La rabbia di Tria contro Laura Castelli: «Non doveva avere la bozza della mia lettera a Bruxelles, erano miei appunti»

di Redazione | 02/06/2019

Tria contro Castelli
  • Giovanni Tria stava preparando la risposta a Bruxelles sulla possibile infrazione per troppo debito

  • Una bozza non definitiva viene girata alla stampa e anche Laura Castelli la commenta

  • "Non doveva avere quella lettera"

Tria contro Castelli sul caso della lettera da inviare a Bruxelles. L’Italia doveva rispondere alle eccezioni sollevate dalla Commissione Europea, che si concentravano sull’eccessivo debito pubblico del nostro Paese. Quello che è successo, a livello di comunicazione, è un precedente che non può passare inosservato, perché ha causato confusione. Oggi, il ministro dell’Economia ha deciso di denunciare una fuga di notizie in una intervista al Corriere della Sera. E il dito viene puntato anche contro il viceministro dell’Economia, in quota Movimento 5 Stelle, Laura Castelli.

Tria contro Castelli sulla lettera da spedire a Bruxelles

Nastro indietro per un attimo, giornata di venerdì. Giovanni Tria, ministro dell’Economia, sta per rispondere alla Commissione Europea, che accusa l’Italia per il suo eccessivo debito pubblico. Circola una bozza del ministro, che – nella sua risposta – parlerebbe addirittura di tagli al welfare. Il contenuto viene smentito da Luigi Di Maio e dal resto dell’esecutivo e, in serata, anche dallo stesso ministro Tria.

Cosa è successo? Alla stampa è arrivata una bozza della lettera da inviare a Bruxelles e non la sua versione definitiva. Al ministro Giovanni Tria viene fatto notare che, nelle ore immediatamente successive alla circolazione della bozza, la viceministra Castelli si era detta sorpresa della retromarcia del ministro, perché lei stessa aveva visto quel documento.

«Se Castelli aveva quel testo, non lo doveva avere – ha detto Tria a Federico Fubini -. Quello era un documento riservato, una bozza di lavoro con i miei appunti annotati amano in cui osservavo nei vari passaggi “questo sì”, “questo no”. La corretta linea istituzionale vuole che prima di tutto un testo consolidato vada al presidente del Consiglio e poi al resto del governo». Ora, oltre all’esposto presso la Procura della Repubblica per la fuga di notizie, è in corso anche un’indagine interna al ministero.

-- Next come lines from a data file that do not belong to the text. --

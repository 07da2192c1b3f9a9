//! Tabular loading and reshaping.
//!
//! Two input shapes are supported:
//! - World-Bank-style **wide exports**: a short preamble, then a header row
//!   with four identity columns followed by one column per year.
//! - The city-level **land temperature series**: a plain delimited file with
//!   `dt`, `Country`, and `AverageTemperature` columns.
//!
//! Loading never mutates anything on disk; the only side effect is the read.

use crate::error::LoadError;
use crate::models::{self, IndicatorTable, Observation, TemperatureRecord, WideRow};
use chrono::{Datelike, NaiveDate};
use csv::ReaderBuilder;
use log::debug;
use std::fs::File;
use std::path::Path;

/// Metadata records before the header in a World Bank CSV export (the
/// data-source and last-updated lines). Blank separator lines never reach
/// the record count; the CSV parser drops them.
pub const PREAMBLE_ROWS: usize = 2;

const ID_COLUMNS: [&str; 4] = [
    "Country Name",
    "Country Code",
    "Indicator Name",
    "Indicator Code",
];

fn open(path: &Path) -> Result<File, LoadError> {
    File::open(path).map_err(|source| LoadError::FileAccess {
        path: path.to_path_buf(),
        source,
    })
}

/// Parse a wide indicator export into an [`IndicatorTable`].
///
/// The first [`PREAMBLE_ROWS`] records are skipped, the next record is the
/// header. Every header cell after the four identity columns is taken as a
/// year label (empty trailing labels are ignored). Value cells that are
/// empty or fail numeric parsing are treated as missing.
pub fn load_indicator_table<P: AsRef<Path>>(path: P) -> Result<IndicatorTable, LoadError> {
    let path = path.as_ref();
    let file = open(path)?;
    // The preamble rows have fewer fields than the data rows.
    let mut rdr = ReaderBuilder::new()
        .has_headers(false)
        .flexible(true)
        .trim(csv::Trim::All)
        .from_reader(file);

    let mut records = rdr.records();
    for _ in 0..PREAMBLE_ROWS {
        if let Some(rec) = records.next() {
            rec?;
        }
    }
    let header = match records.next() {
        Some(rec) => rec?,
        None => {
            return Err(LoadError::Schema {
                path: path.to_path_buf(),
                column: ID_COLUMNS[0].to_string(),
            });
        }
    };

    let mut id_idx = [0usize; 4];
    for (slot, name) in id_idx.iter_mut().zip(ID_COLUMNS) {
        *slot = header
            .iter()
            .position(|h| h == name)
            .ok_or_else(|| LoadError::Schema {
                path: path.to_path_buf(),
                column: name.to_string(),
            })?;
    }
    let id_max = *id_idx.iter().max().unwrap_or(&0);

    let year_cols: Vec<(usize, String)> = header
        .iter()
        .enumerate()
        .filter(|(i, h)| *i > id_max && !h.is_empty())
        .map(|(i, h)| (i, h.to_string()))
        .collect();
    let year_labels: Vec<String> = year_cols.iter().map(|(_, l)| l.clone()).collect();

    let mut rows = Vec::new();
    for rec in records {
        let rec = rec?;
        if rec.iter().all(|f| f.is_empty()) {
            continue;
        }
        let field = |i: usize| rec.get(i).unwrap_or("").to_string();
        let values = year_cols
            .iter()
            .map(|(i, _)| rec.get(*i).and_then(parse_cell))
            .collect();
        rows.push(WideRow {
            country_name: field(id_idx[0]),
            country_code: field(id_idx[1]),
            indicator_name: field(id_idx[2]),
            indicator_code: field(id_idx[3]),
            values,
        });
    }

    debug!(
        "loaded {} rows x {} year columns from {}",
        rows.len(),
        year_labels.len(),
        path.display()
    );
    Ok(IndicatorTable { year_labels, rows })
}

fn parse_cell(raw: &str) -> Option<f64> {
    let raw = raw.trim();
    if raw.is_empty() {
        return None;
    }
    raw.parse::<f64>().ok()
}

/// Load a wide export and produce the cleaned long-format observation set
/// for one indicator and a set of country codes.
///
/// Returns the full unfiltered table alongside the cleaned set: melted to
/// one record per (country, year) and with missing-value records dropped.
pub fn load_observations<P: AsRef<Path>>(
    path: P,
    country_codes: &[String],
    indicator_code: &str,
) -> Result<(IndicatorTable, Vec<Observation>), LoadError> {
    let table = load_indicator_table(path)?;

    let selected = IndicatorTable {
        year_labels: table.year_labels.clone(),
        rows: table
            .rows
            .iter()
            .filter(|r| r.indicator_code == indicator_code)
            .filter(|r| country_codes.iter().any(|c| c == &r.country_code))
            .cloned()
            .collect(),
    };
    let cleaned = models::clean(selected.melt());
    debug!(
        "{}: {} observations after filter+melt+clean",
        indicator_code,
        cleaned.len()
    );
    Ok((table, cleaned))
}

/// Parse the city-level temperature series, keeping rows for one country
/// that carry a temperature value.
///
/// Dates must be ISO `YYYY-MM-DD`; a malformed date or a non-numeric,
/// non-empty temperature cell is a [`LoadError::DataType`]. Year bounds and
/// ordering are left to the caller.
pub fn load_temperatures<P: AsRef<Path>>(
    path: P,
    country: &str,
) -> Result<Vec<TemperatureRecord>, LoadError> {
    let path = path.as_ref();
    let file = open(path)?;
    let mut rdr = ReaderBuilder::new()
        .trim(csv::Trim::All)
        .from_reader(file);

    let headers = rdr.headers()?.clone();
    let col = |name: &str| -> Result<usize, LoadError> {
        headers
            .iter()
            .position(|h| h == name)
            .ok_or_else(|| LoadError::Schema {
                path: path.to_path_buf(),
                column: name.to_string(),
            })
    };
    let dt_idx = col("dt")?;
    let country_idx = col("Country")?;
    let temp_idx = col("AverageTemperature")?;

    let mut out = Vec::new();
    for rec in rdr.records() {
        let rec = rec?;
        if rec.get(country_idx) != Some(country) {
            continue;
        }
        let raw_temp = rec.get(temp_idx).unwrap_or("").trim();
        if raw_temp.is_empty() {
            continue;
        }
        let avg_temp = raw_temp
            .parse::<f64>()
            .map_err(|_| LoadError::DataType {
                field: "AverageTemperature",
                value: raw_temp.to_string(),
            })?;
        let raw_date = rec.get(dt_idx).unwrap_or("").trim();
        let date = NaiveDate::parse_from_str(raw_date, "%Y-%m-%d").map_err(|_| {
            LoadError::DataType {
                field: "dt",
                value: raw_date.to_string(),
            }
        })?;
        out.push(TemperatureRecord {
            country: country.to_string(),
            date,
            year: date.year(),
            avg_temp,
        });
    }
    debug!("{}: {} temperature rows for {}", path.display(), out.len(), country);
    Ok(out)
}

/// Coerce cleaned observations into a numeric `(year, value)` series.
///
/// The explicit parse step for year labels: a label that is not an integer
/// is a [`LoadError::DataType`]. Records without a value are skipped.
pub fn year_series(observations: &[Observation]) -> Result<Vec<(i32, f64)>, LoadError> {
    let mut out = Vec::with_capacity(observations.len());
    for o in observations {
        let Some(value) = o.value else { continue };
        let year = o
            .year
            .trim()
            .parse::<i32>()
            .map_err(|_| LoadError::DataType {
                field: "year",
                value: o.year.clone(),
            })?;
        out.push((year, value));
    }
    Ok(out)
}

#[cfg(test)]
mod tests {
    use super::*;

    #[test]
    fn year_series_coerces_labels() {
        let obs = vec![Observation {
            country_name: "Angola".into(),
            country_code: "AGO".into(),
            indicator_name: "x".into(),
            indicator_code: "X".into(),
            year: "1995".into(),
            value: Some(2.5),
        }];
        assert_eq!(year_series(&obs).unwrap(), vec![(1995, 2.5)]);
    }

    #[test]
    fn year_series_rejects_non_numeric_labels() {
        let obs = vec![Observation {
            country_name: "Angola".into(),
            country_code: "AGO".into(),
            indicator_name: "x".into(),
            indicator_code: "X".into(),
            year: "Unnamed: 68".into(),
            value: Some(2.5),
        }];
        assert!(matches!(
            year_series(&obs),
            Err(LoadError::DataType { field: "year", .. })
        ));
    }
}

Tria contro Castelli: «Ripercussioni sul negoziato con Bruxelles»

Secondo il ministro Giovanni Tria, questa fuga di notizie avrà inevitabili ripercussioni sul negoziato tra l’Italia e Bruxelles in merito al debito pubblico, anche se il titolare dell’Economia prova a rassicurare tutti: «Il disavanzo deficit pil sarà inferiore alle nostre stime inserite nel Def e sensibilmente inferiore rispetto a quanto previsto dalla Commissione».

Il ministro afferma di non avere idea su chi abbia passato il suo documento provvisorio alla stampa e lo etichetta come un fatto molto grave. Allo stesso modo, poi, ritiene inopportuno il fatto che il viceministro abbia letto quel testo e che abbia fatto delle dichiarazioni in merito. Questa sorta di spy story tutta interna a via XX Settembre rischia di essere lo spettro fedele di questo governo che gioca brutti scherzi anche tra i suoi esponenti.